The EHC planning process may improve this if it is done well.
10.Are there particular groups of disabled children who are better or less well
served by current childcare provision?
Those with challenging behaviour are unlikely to have any and they
will also not be able to access after school or other clubs and will be
quite isolated. One family commented that even the wider family
would not want to look after her son because of his complex
behavioural and learning needs.
11. To what extent is the childcare workforce equipped to provide high quality
care for disabled children? What role do the following people/ organisations
have in improving the standard of childcare for disabled children?
National and devolved government
Local authorities
Early years providers, including childminders and individual staff
Schools (mainstream and special)
For all of them they lump all of our children together and they are not
the same.
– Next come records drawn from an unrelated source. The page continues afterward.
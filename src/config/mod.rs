// src/config/mod.rs
//! Configuration: optional TOML/JSON file, then environment overrides
//! (`CONCURRENCY`, `BRAVE_MAX_RETRIES`, `FETCH_CACHE_TTL_S`, ...).

pub mod fetch;

pub use fetch::{CacheConfig, FetchConfig, ProviderSettings};

use anyhow::{anyhow, Context, Result};
use std::fs;
use std::path::{Path, PathBuf};
use std::str::FromStr;

pub const ENV_CONFIG_PATH: &str = "DEEP_RESEARCH_CONFIG";
pub const DEFAULT_CONFIG_PATH: &str = "config/deep_research.toml";

/// Load config from an explicit path. Supports TOML or JSON formats.
pub fn load_from(path: &Path) -> Result<FetchConfig> {
    let content = fs::read_to_string(path)
        .with_context(|| format!("reading config from {}", path.display()))?;
    let ext = path
        .extension()
        .and_then(|s| s.to_str())
        .unwrap_or_default()
        .to_ascii_lowercase();
    let mut cfg = parse_config(&content, &ext)
        .with_context(|| format!("parsing config in {}", path.display()))?;
    cfg.sanitize();
    Ok(cfg)
}

/// Load config using env var + fallbacks, then apply env overrides:
/// 1) $DEEP_RESEARCH_CONFIG
/// 2) config/deep_research.toml
/// 3) built-in defaults
pub fn load_default() -> Result<FetchConfig> {
    let mut cfg = if let Ok(p) = std::env::var(ENV_CONFIG_PATH) {
        let pb = PathBuf::from(p);
        if !pb.exists() {
            return Err(anyhow!("{ENV_CONFIG_PATH} points to non-existent path"));
        }
        load_from(&pb)?
    } else {
        let fallback = PathBuf::from(DEFAULT_CONFIG_PATH);
        if fallback.exists() {
            load_from(&fallback)?
        } else {
            FetchConfig::default()
        }
    };
    apply_env_overrides(&mut cfg);
    cfg.sanitize();
    Ok(cfg)
}

fn parse_config(s: &str, hint_ext: &str) -> Result<FetchConfig> {
    if hint_ext == "json" {
        return Ok(serde_json::from_str(s)?);
    }
    match toml::from_str(s) {
        Ok(cfg) => Ok(cfg),
        Err(toml_err) => serde_json::from_str(s)
            .map_err(|_| anyhow!("unsupported config format: {toml_err}")),
    }
}

fn env_parse<T: FromStr>(name: &str) -> Option<T> {
    std::env::var(name).ok().and_then(|v| v.trim().parse().ok())
}

/// Seconds (possibly fractional) → milliseconds.
fn env_secs_ms(name: &str) -> Option<u64> {
    env_parse::<f64>(name)
        .filter(|v| v.is_finite() && *v >= 0.0)
        .map(|v| (v * 1_000.0).round() as u64)
}

fn env_flag(name: &str) -> Option<bool> {
    std::env::var(name)
        .ok()
        .map(|v| matches!(v.trim().to_ascii_lowercase().as_str(), "1" | "true" | "yes" | "on"))
}

fn apply_provider_env(s: &mut ProviderSettings, prefix: &str) {
    if let Some(v) = env_parse(&format!("{prefix}_MAX_RETRIES")) {
        s.max_retries = v;
    }
    if let Some(v) = env_secs_ms(&format!("{prefix}_QUERY_DELAY_S")) {
        s.query_delay_ms = v;
    }
    if let Some(v) = env_secs_ms(&format!("{prefix}_MAX_DELAY_S")) {
        s.max_delay_ms = v;
    }
    if let Some(v) = env_secs_ms(&format!("{prefix}_TIMEOUT_S")) {
        s.timeout_ms = v;
    }
}

pub fn apply_env_overrides(cfg: &mut FetchConfig) {
    if let Some(v) = env_parse("CONCURRENCY") {
        cfg.concurrency = v;
    }
    if let Some(v) = env_parse("MIN_CITATION_COUNT") {
        cfg.min_citation_count = v;
    }
    if let Ok(v) = std::env::var("USER_AGENT") {
        cfg.user_agent = v;
    }
    if let Some(v) = env_flag("FETCH_CACHE_ENABLED") {
        cfg.cache.enabled = v;
    }
    if let Ok(v) = std::env::var("FETCH_CACHE_DIR") {
        cfg.cache.dir = PathBuf::from(v);
    }
    if let Some(v) = env_parse("FETCH_CACHE_TTL_S") {
        cfg.cache.ttl_secs = v;
    }
    if let Some(v) = env_parse("FETCH_CACHE_MAX_BYTES") {
        cfg.cache.max_bytes = v;
    }
    if let Ok(v) = std::env::var("DIRECTIVE_RULES_PATH") {
        cfg.directive_rules_path = Some(PathBuf::from(v));
    }
    apply_provider_env(&mut cfg.brave, "BRAVE");
    apply_provider_env(&mut cfg.semantic_scholar, "SEMANTIC");
    apply_provider_env(&mut cfg.web, "WEB");
}

/// Provider credentials, read from the environment only.
#[derive(Clone, Default)]
pub struct ApiKeys {
    pub brave: Option<String>,
    pub semantic_scholar: Option<String>,
}

impl std::fmt::Debug for ApiKeys {
    fn fmt(&self, f: &mut std::fmt::Formatter<'_>) -> std::fmt::Result {
        // Safe diagnostics: only key lengths
        f.debug_struct("ApiKeys")
            .field("brave_len", &self.brave.as_ref().map(String::len))
            .field(
                "semantic_scholar_len",
                &self.semantic_scholar.as_ref().map(String::len),
            )
            .finish()
    }
}

impl ApiKeys {
    pub fn from_env() -> Self {
        let read = |k: &str| std::env::var(k).ok().filter(|v| !v.trim().is_empty());
        Self {
            brave: read("BRAVE_API_KEY"),
            semantic_scholar: read("SEMANTIC_SCHOLAR_API_KEY"),
        }
    }

    /// Brave is required; Semantic Scholar works (more slowly) without a key.
    pub fn validate(&self) -> Result<()> {
        if self.brave.is_none() {
            return Err(anyhow!("Missing API keys: BRAVE_API_KEY"));
        }
        Ok(())
    }
}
They are unique individuals with their own needs. Not
many people apart from parents seems to be able to tell the
difference between learning difficulty and disability; speech and
language disorders and difficulties, These are all very important to
understanding the child. Existing commissioning and lack of any
intelligent data means that no one but families know who our
children actually are. The new data set should make a difference (see
enclosed NNPCF paper and data set).
12.What more do you think needs to be done to improve the information
provision to ensure that families are aware of the provision available in their
Work with and deliver it through local Parent Carer Forums like Interface as
they will be trusted. Families will be put off by bad experiences and if there
is a lack of trust it soon spreads around communities. Equally Forums like
Interface can promote confidence among its members and more broadly.